-------- DATASET RECORDS --------

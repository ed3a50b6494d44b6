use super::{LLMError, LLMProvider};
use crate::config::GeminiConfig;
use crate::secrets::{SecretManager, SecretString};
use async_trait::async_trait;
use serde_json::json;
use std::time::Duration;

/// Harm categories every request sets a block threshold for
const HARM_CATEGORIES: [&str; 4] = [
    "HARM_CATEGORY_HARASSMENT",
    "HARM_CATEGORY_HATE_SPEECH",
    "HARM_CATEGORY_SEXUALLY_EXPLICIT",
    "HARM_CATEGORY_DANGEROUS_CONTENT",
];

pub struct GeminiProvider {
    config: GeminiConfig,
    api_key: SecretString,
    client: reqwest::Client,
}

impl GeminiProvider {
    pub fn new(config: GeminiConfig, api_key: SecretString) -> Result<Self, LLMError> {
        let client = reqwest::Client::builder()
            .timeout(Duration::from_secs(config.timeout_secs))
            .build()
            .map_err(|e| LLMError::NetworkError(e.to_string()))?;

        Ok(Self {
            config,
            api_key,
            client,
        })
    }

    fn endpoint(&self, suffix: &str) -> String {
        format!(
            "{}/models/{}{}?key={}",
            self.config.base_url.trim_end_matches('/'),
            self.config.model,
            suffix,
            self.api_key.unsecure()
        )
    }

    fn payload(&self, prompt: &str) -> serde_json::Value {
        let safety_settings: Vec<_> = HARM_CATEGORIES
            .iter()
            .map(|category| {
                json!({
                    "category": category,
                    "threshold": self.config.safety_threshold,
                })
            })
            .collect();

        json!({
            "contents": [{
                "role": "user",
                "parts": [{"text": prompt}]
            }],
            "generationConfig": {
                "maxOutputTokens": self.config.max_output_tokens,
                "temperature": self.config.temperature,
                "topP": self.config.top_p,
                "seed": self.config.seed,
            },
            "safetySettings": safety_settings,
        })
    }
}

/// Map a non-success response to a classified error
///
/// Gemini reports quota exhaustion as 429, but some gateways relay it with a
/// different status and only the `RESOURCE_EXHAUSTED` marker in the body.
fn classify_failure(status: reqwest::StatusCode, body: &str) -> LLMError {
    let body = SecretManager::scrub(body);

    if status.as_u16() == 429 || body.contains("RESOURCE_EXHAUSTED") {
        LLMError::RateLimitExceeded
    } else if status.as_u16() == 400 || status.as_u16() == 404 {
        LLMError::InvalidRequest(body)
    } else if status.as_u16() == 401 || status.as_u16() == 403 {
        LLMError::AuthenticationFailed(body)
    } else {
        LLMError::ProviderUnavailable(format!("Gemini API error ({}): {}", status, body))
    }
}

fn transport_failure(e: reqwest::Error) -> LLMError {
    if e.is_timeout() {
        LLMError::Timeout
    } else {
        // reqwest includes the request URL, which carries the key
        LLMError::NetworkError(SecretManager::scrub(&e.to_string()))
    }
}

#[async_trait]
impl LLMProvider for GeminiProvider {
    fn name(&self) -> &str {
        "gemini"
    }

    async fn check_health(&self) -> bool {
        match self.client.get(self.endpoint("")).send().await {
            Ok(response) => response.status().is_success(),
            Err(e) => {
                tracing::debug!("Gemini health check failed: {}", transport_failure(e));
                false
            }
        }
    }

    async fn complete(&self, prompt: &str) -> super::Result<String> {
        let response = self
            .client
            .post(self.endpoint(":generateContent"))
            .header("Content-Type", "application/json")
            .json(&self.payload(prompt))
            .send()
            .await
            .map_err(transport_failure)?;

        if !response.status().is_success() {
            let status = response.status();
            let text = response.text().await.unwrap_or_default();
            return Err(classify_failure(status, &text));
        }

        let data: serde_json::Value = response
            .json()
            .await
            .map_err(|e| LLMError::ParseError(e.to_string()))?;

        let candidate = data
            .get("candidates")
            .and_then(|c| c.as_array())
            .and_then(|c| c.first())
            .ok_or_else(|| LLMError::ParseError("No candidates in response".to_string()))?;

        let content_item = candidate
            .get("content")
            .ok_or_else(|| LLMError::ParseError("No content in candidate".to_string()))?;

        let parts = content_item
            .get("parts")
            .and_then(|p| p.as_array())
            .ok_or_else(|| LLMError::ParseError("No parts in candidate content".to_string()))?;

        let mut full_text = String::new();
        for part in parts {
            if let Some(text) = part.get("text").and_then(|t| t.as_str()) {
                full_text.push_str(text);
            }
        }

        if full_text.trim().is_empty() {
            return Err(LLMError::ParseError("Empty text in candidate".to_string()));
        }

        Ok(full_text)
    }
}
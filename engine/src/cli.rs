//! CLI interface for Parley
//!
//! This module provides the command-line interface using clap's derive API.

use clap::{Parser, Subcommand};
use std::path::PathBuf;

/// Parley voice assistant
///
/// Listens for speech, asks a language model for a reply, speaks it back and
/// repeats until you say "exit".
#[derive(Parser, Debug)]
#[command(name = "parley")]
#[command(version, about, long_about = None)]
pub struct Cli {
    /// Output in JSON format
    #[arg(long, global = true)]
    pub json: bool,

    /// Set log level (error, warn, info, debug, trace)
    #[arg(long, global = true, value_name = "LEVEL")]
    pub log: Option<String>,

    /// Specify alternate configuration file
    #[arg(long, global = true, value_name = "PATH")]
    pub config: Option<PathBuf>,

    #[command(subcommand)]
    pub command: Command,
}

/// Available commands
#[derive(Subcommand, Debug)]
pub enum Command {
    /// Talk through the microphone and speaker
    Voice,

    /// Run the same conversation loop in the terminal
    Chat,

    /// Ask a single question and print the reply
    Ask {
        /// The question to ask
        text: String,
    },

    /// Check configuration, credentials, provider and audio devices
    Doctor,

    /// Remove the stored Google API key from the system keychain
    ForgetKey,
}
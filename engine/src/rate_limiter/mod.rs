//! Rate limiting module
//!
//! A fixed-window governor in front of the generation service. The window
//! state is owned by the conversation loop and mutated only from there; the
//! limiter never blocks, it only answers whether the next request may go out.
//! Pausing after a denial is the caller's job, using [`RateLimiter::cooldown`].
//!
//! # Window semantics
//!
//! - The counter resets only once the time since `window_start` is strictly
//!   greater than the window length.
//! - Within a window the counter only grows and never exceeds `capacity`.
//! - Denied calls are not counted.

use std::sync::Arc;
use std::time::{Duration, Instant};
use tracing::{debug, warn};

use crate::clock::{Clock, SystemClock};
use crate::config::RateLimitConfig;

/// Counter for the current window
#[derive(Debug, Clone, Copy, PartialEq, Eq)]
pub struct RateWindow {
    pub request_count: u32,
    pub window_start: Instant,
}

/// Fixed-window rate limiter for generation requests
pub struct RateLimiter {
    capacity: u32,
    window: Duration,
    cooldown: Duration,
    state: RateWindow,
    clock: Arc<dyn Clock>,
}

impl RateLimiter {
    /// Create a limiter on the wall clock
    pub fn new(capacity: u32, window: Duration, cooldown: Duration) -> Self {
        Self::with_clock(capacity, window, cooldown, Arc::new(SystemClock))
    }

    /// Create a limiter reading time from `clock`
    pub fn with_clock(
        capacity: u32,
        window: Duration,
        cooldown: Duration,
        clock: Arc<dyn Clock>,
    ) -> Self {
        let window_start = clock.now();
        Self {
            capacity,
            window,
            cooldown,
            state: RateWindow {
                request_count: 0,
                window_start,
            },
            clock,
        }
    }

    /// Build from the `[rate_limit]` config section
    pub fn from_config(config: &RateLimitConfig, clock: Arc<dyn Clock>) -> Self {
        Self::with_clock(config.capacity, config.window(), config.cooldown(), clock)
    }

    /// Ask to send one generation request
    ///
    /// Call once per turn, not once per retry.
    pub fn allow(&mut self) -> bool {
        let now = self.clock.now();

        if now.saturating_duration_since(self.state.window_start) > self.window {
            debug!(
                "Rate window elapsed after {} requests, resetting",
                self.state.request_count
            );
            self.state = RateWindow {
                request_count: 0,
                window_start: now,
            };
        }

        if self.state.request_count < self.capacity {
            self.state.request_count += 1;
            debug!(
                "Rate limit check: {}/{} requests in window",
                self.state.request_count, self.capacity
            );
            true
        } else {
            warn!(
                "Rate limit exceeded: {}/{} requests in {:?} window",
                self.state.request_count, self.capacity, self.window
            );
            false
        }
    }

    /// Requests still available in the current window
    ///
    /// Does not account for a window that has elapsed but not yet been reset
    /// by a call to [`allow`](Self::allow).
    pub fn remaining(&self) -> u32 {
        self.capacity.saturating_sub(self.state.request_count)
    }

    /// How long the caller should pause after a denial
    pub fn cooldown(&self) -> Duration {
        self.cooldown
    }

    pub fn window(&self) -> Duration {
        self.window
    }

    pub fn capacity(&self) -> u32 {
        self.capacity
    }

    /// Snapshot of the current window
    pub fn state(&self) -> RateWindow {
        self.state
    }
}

--------

ACTIVITY. Where in the listing does the string "current" appear? Copy every line that has it.

COMPLETED TASK.
/// Counter for the current window
    /// Requests still available in the current window
    /// Snapshot of the current window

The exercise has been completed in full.